Improvisational mindfulness in action

Session design –  Global Improvisation Initiative Symposium on Wed 14 May.

This session was designed with the action learning cycle in mind: starting with an experience followed by a theoretical framing.

Note: All sessions are designed according to the SNE STORI-model (What is STORI?)

SNE = Strategic Narrative Embodiment TM (What is SNE?)

Diagram showing How story moments are used to design a session.

 

Join us this Friday 31 May for an online experience of the same process

S – Strategic intent

The strategic intent is set at the start and ‘parked’ outside the space to define it, but not drive it.

Group intention:

We are here to discover what improvisational mindfulness is like and to understand how it relates to contemporary forms of mindfulness

Individual intent:

Each person set an individual intention for the session – what they want out of it.
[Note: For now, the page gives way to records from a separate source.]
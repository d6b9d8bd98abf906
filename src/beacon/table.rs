use html_escape::{encode_double_quoted_attribute, encode_text};
use serde::Serialize;
use serde_json::Value;

use crate::beacon::attribute::lookup_text;
use crate::beacon::cell::CellWidget;
use crate::beacon::classify::{AggregationKind, classify, classify_dataset};
use crate::beacon::format::{AttributeKind, PLACEHOLDER, humanize_key, is_skippable_key};
use crate::beacon::response::{Dataset, ResponseItem};
use crate::config::Theme;

/// Value shown in the summary column of a row.
#[derive(Debug, Clone, Copy, PartialEq, Serialize)]
#[serde(tag = "type", content = "value", rename_all = "lowercase")]
pub enum Summary {
    /// Number of datasets with records.
    Datasets(usize),
    /// Number of records.
    Records(usize),
    /// Reported tally without records.
    Count(u64),
    /// Existence only.
    Exists(bool),
}

impl Summary {
    pub fn display(&self) -> String {
        match self {
            Summary::Datasets(1) => "1 dataset".to_string(),
            Summary::Datasets(n) => format!("{} datasets", n),
            Summary::Records(1) => "1 record".to_string(),
            Summary::Records(n) => format!("{} records", n),
            Summary::Count(n) => n.to_string(),
            Summary::Exists(true) => "Yes".to_string(),
            Summary::Exists(false) => "No".to_string(),
        }
    }
}

fn count_value(count: Option<f64>) -> u64 {
    count.filter(|c| *c > 0.0).map_or(0, |c| c.round() as u64)
}

/// Sub-row for one dataset of an expanded result row.
#[derive(Debug, Clone, PartialEq, Serialize)]
pub struct DatasetRow {
    pub dataset: String,
    pub kind: AggregationKind,
    pub summary: Summary,
}

impl DatasetRow {
    pub fn from_dataset(dataset: &Dataset) -> Self {
        let kind = classify_dataset(dataset);
        let summary = match kind {
            AggregationKind::Record => {
                let inline = dataset.record_count();
                if inline > 0 {
                    Summary::Records(inline)
                } else {
                    Summary::Records(count_value(dataset.results_count) as usize)
                }
            }
            AggregationKind::Count => Summary::Count(count_value(dataset.results_count)),
            AggregationKind::Boolean => Summary::Exists(dataset.exists.unwrap_or(false)),
        };

        Self {
            dataset: dataset
                .dataset
                .clone()
                .unwrap_or_else(|| PLACEHOLDER.to_string()),
            kind,
            summary,
        }
    }

    /// True when the dataset reported anything.
    pub fn found(&self) -> bool {
        match self.summary {
            Summary::Exists(exists) => exists,
            Summary::Count(n) => n > 0,
            Summary::Datasets(n) | Summary::Records(n) => n > 0,
        }
    }

    /// Records carried or counted by this dataset.
    fn record_total(&self) -> u64 {
        match self.summary {
            Summary::Records(n) => n as u64,
            Summary::Count(n) => n,
            _ => 0,
        }
    }
}

/// One row of the results table.
#[derive(Debug, Clone, PartialEq, Serialize)]
pub struct ResultRow {
    pub beacon_id: String,
    pub kind: AggregationKind,
    pub summary: Summary,
    /// Only record rows open into dataset sub-rows.
    pub expandable: bool,
    pub datasets: Vec<DatasetRow>,
}

impl ResultRow {
    pub fn from_item(item: &ResponseItem) -> Self {
        let classification = classify(item);
        let summary = match classification.kind {
            AggregationKind::Record => Summary::Datasets(classification.dataset_count),
            AggregationKind::Count => Summary::Count(count_value(item.total_results_count)),
            AggregationKind::Boolean => Summary::Exists(item.exists.unwrap_or(false)),
        };
        let expandable = classification.kind == AggregationKind::Record;
        let datasets = if expandable {
            item.items.iter().map(DatasetRow::from_dataset).collect()
        } else {
            vec![]
        };

        Self {
            beacon_id: item
                .beacon_id
                .clone()
                .unwrap_or_else(|| PLACEHOLDER.to_string()),
            kind: classification.kind,
            summary,
            expandable,
            datasets,
        }
    }

    /// True when the beacon reported anything.
    pub fn found(&self) -> bool {
        match self.summary {
            Summary::Exists(exists) => exists,
            Summary::Count(n) => n > 0,
            Summary::Datasets(n) | Summary::Records(n) => n > 0,
        }
    }
}

/// Totals shown above the table.
#[derive(Debug, Clone, Copy, PartialEq, Eq, Default, Serialize)]
pub struct Totals {
    pub beacons_found: usize,
    /// Dataset sub-rows that reported a match.
    pub datasets: usize,
    pub records: u64,
}

/// Results table for one search.
#[derive(Debug, Clone, PartialEq, Default, Serialize)]
pub struct ResultsTable {
    pub rows: Vec<ResultRow>,
    pub totals: Totals,
}

impl ResultsTable {
    pub fn build(items: &[ResponseItem]) -> Self {
        let rows: Vec<ResultRow> = items.iter().map(ResultRow::from_item).collect();

        let mut totals = Totals::default();
        for row in &rows {
            if row.found() {
                totals.beacons_found += 1;
            }
            totals.datasets += row.datasets.iter().filter(|d| d.found()).count();
            totals.records += match row.summary {
                Summary::Count(n) => n,
                _ => row.datasets.iter().map(DatasetRow::record_total).sum(),
            };
        }

        Self { rows, totals }
    }
}

/// One attribute in a record detail view.
#[derive(Debug, Clone, PartialEq, Serialize)]
pub struct DetailField {
    pub key: String,
    pub label: String,
    pub kind: AttributeKind,
    pub text: String,
    pub cell: CellWidget,
}

/// Detail view of a single record.
#[derive(Debug, Clone, PartialEq, Serialize)]
pub struct DetailView {
    pub title: String,
    pub fields: Vec<DetailField>,
}

impl DetailView {
    /// Build from a record object. Non-objects yield an empty view.
    pub fn from_record(record: &Value) -> Self {
        let title = lookup_text(record, &["id"]).unwrap_or_else(|| PLACEHOLDER.to_string());
        let fields = record
            .as_object()
            .map(|entries| {
                entries
                    .iter()
                    .filter(|(key, _)| !is_skippable_key(key))
                    .map(|(key, value)| {
                        let kind = AttributeKind::for_key(key);
                        let rendered = kind.render(value);
                        DetailField {
                            key: key.clone(),
                            label: humanize_key(key),
                            kind,
                            text: rendered.to_text(),
                            cell: CellWidget::from_rendered(rendered),
                        }
                    })
                    .collect()
            })
            .unwrap_or_default();

        Self { title, fields }
    }

    /// Definition list for the detail modal.
    pub fn to_html(&self, theme: &Theme) -> String {
        let mut html = format!(
            "<dl class=\"record-detail\" style=\"--accent: {}\">",
            encode_double_quoted_attribute(&theme.secondary)
        );
        for field in &self.fields {
            html.push_str(&format!(
                "<dt>{}</dt><dd>{}</dd>",
                encode_text(&field.label),
                field.cell.to_html(theme)
            ));
        }
        html.push_str("</dl>");
        html
    }
}

/// State of a view fed by one fetch.
#[derive(Debug, Clone, PartialEq)]
pub enum ViewState<T> {
    Loading,
    Failed(String),
    Ready(T),
}

impl<T> ViewState<T> {
    /// A failed fetch drops whatever was shown before.
    pub fn from_result(result: Result<T, String>) -> Self {
        match result {
            Ok(value) => ViewState::Ready(value),
            Err(message) => ViewState::Failed(message),
        }
    }

    pub fn ready(&self) -> Option<&T> {
        match self {
            ViewState::Ready(value) => Some(value),
            _ => None,
        }
    }

    pub fn map<U>(self, f: impl FnOnce(T) -> U) -> ViewState<U> {
        match self {
            ViewState::Loading => ViewState::Loading,
            ViewState::Failed(message) => ViewState::Failed(message),
            ViewState::Ready(value) => ViewState::Ready(f(value)),
        }
    }
}

impl<T> Default for ViewState<T> {
    fn default() -> Self {
        ViewState::Loading
    }
}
This intention is written down or tucked into a corner of the mind where it can be retrieved.

T – Transition

Exercise’s help transition from the mind only to include the body and heart, from individual thoughts to collective energy, from the past and future into the present.

Walking and shaking

As we walk and spread ourselves randomly in the space, shake out the imaginary grains of sand from your joints starting from the toe joints and moving gradually up the body to the jaw joint. Participants can imagine the sand making room for warm comfortable lubrication of the joints.

Nudge hello

Participants are invited to become aware of each other and make contact using small nudges. Use any part of the body to exert a small amount of pressure as you gently nudge each other, leaning into the nudge for as long or short as you please and always making sure both partners are only going as far as is comfortable for both. (Contact improv style)

Pair breathing

Find a partner, stand back to back and become aware of your breath. Breathe into your back so that your partner can pick up the rhythm of your breathing. At the same time concentrate on picking up your partner’s rhythm. Gradually find a collective rhythm so you breathe together.

Group breathing

Two pairs now come together. Again, stand so that you can become aware of one another’s’ breathing. Find a collective rhythm. You may begin to move in pulse with the rhythm with movements as big or small as you want to. Find a collective movement and rhythm.

O – Open experimentation

In this section we use longer form structures to deepen the experience. Here we use a structure from the SNE suite of techniques called ‘Moving story structure’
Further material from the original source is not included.